__WORK TO BE COMPLETED__. Only one stretch of the data below is needed. Output the lines from the one with "use std::sync::Arc;" up to and including the one with "let line = tokio::select!", exactly as they stand.

Saved entries:
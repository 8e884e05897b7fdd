// SPDX-License-Identifier: BUSL-1.1
// Copyright (c) 2026 Alfred Jean LLC

//! Line-oriented shell read from stdin: `init`, `ask`, `kill`, and `exit`,
//! each taking a node name or the literal `random` to start a background
//! loop instead of a single one-shot action.

use std::sync::Arc;
use std::time::Duration;

use tokio::io::{AsyncBufReadExt, BufReader};
use tracing::warn;

use crate::orchestrator::Orchestrator;

enum Command {
    Init(String),
    Ask(Target),
    Kill(Target),
    Exit,
    Blank,
    Unknown(String),
}

enum Target {
    Named(Vec<String>),
    Random,
}

/// Consumes every remaining word as a target: `random` alone, or one or
/// more node names to apply the command to in turn.
fn parse_target<'a>(mut words: impl Iterator<Item = &'a str>) -> Option<Target> {
    match words.next()? {
        "random" => Some(Target::Random),
        first => {
            let mut names = vec![first.to_string()];
            names.extend(words.map(str::to_string));
            Some(Target::Named(names))
        }
    }
}

fn parse(line: &str) -> Command {
    let mut words = line.split_whitespace();
    match words.next() {
        None => Command::Blank,
        Some("init") => match words.next() {
            Some(name) => Command::Init(name.to_string()),
            None => Command::Unknown(line.to_string()),
        },
        Some("ask") => match parse_target(words) {
            Some(target) => Command::Ask(target),
            None => Command::Unknown(line.to_string()),
        },
        Some("kill") => match parse_target(words) {
            Some(target) => Command::Kill(target),
            None => Command::Unknown(line.to_string()),
        },
        Some("exit") | Some("quit") => Command::Exit,
        _ => Command::Unknown(line.to_string()),
    }
}

/// Runs the shell to completion, returning once `exit` is read, stdin
/// closes, or the orchestrator's shutdown token is otherwise cancelled.
/// `ask_bounds`/`kill_bounds` are the `[min, max)` delay ranges used by the
/// `ask random`/`kill random` background loops, sourced from `Config`.
pub async fn run_shell(orchestrator: Arc<Orchestrator>, ask_bounds: (Duration, Duration), kill_bounds: (Duration, Duration)) {
    let mut lines = BufReader::new(tokio::io::stdin()).lines();
    print_prompt();

    loop {
        let line = tokio::select! {
            line = lines.next_line() => line,
            _ = orchestrator.shutdown_token().cancelled() => break,
        };

        let line = match line {
            Ok(Some(line)) => line,
            Ok(None) => break,
            Err(e) => {
                warn!(err = %e, "failed to read command");
                break;
            }
        };

        match parse(&line) {
            Command::Init(name) => orchestrator.init(&name).await,
            Command::Ask(Target::Named(names)) => {
                for name in names {
                    orchestrator.ask(&name).await;
                }
            }
            Command::Ask(Target::Random) => orchestrator.spawn_random_ask_loop(ask_bounds.0, ask_bounds.1),
            Command::Kill(Target::Named(names)) => {
                for name in names {
                    orchestrator.kill(&name).await;
                }
            }
            Command::Kill(Target::Random) => orchestrator.spawn_random_kill_loop(kill_bounds.0, kill_bounds.1),
            Command::Exit => {
                orchestrator.shutdown_token().cancel();
                break;
            }
            Command::Blank => {}
            Command::Unknown(line) => println!("unrecognized command: {line}"),
        }
        print_prompt();
    }
}

fn print_prompt() {
    use std::io::Write;
    print!(">>> ");
    let _ = std::io::stdout().flush();
}

#[cfg(test)]
#[path = "cli_tests.rs"]
mod tests;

__RESPONSE TO THE TASK__.
use std::sync::Arc;
use std::time::Duration;

use tokio::io::{AsyncBufReadExt, BufReader};
use tracing::warn;

use crate::orchestrator::Orchestrator;

enum Command {
    Init(String),
    Ask(Target),
    Kill(Target),
    Exit,
    Blank,
    Unknown(String),
}

enum Target {
    Named(Vec<String>),
    Random,
}

/// Consumes every remaining word as a target: `random` alone, or one or
/// more node names to apply the command to in turn.
fn parse_target<'a>(mut words: impl Iterator<Item = &'a str>) -> Option<Target> {
    match words.next()? {
        "random" => Some(Target::Random),
        first => {
            let mut names = vec![first.to_string()];
            names.extend(words.map(str::to_string));
            Some(Target::Named(names))
        }
    }
}

fn parse(line: &str) -> Command {
    let mut words = line.split_whitespace();
    match words.next() {
        None => Command::Blank,
        Some("init") => match words.next() {
            Some(name) => Command::Init(name.to_string()),
            None => Command::Unknown(line.to_string()),
        },
        Some("ask") => match parse_target(words) {
            Some(target) => Command::Ask(target),
            None => Command::Unknown(line.to_string()),
        },
        Some("kill") => match parse_target(words) {
            Some(target) => Command::Kill(target),
            None => Command::Unknown(line.to_string()),
        },
        Some("exit") | Some("quit") => Command::Exit,
        _ => Command::Unknown(line.to_string()),
    }
}

/// Runs the shell to completion, returning once `exit` is read, stdin
/// closes, or the orchestrator's shutdown token is otherwise cancelled.
/// `ask_bounds`/`kill_bounds` are the `[min, max)` delay ranges used by the
/// `ask random`/`kill random` background loops, sourced from `Config`.
pub async fn run_shell(orchestrator: Arc<Orchestrator>, ask_bounds: (Duration, Duration), kill_bounds: (Duration, Duration)) {
    let mut lines = BufReader::new(tokio::io::stdin()).lines();
    print_prompt();

    loop {
        let line = tokio::select! {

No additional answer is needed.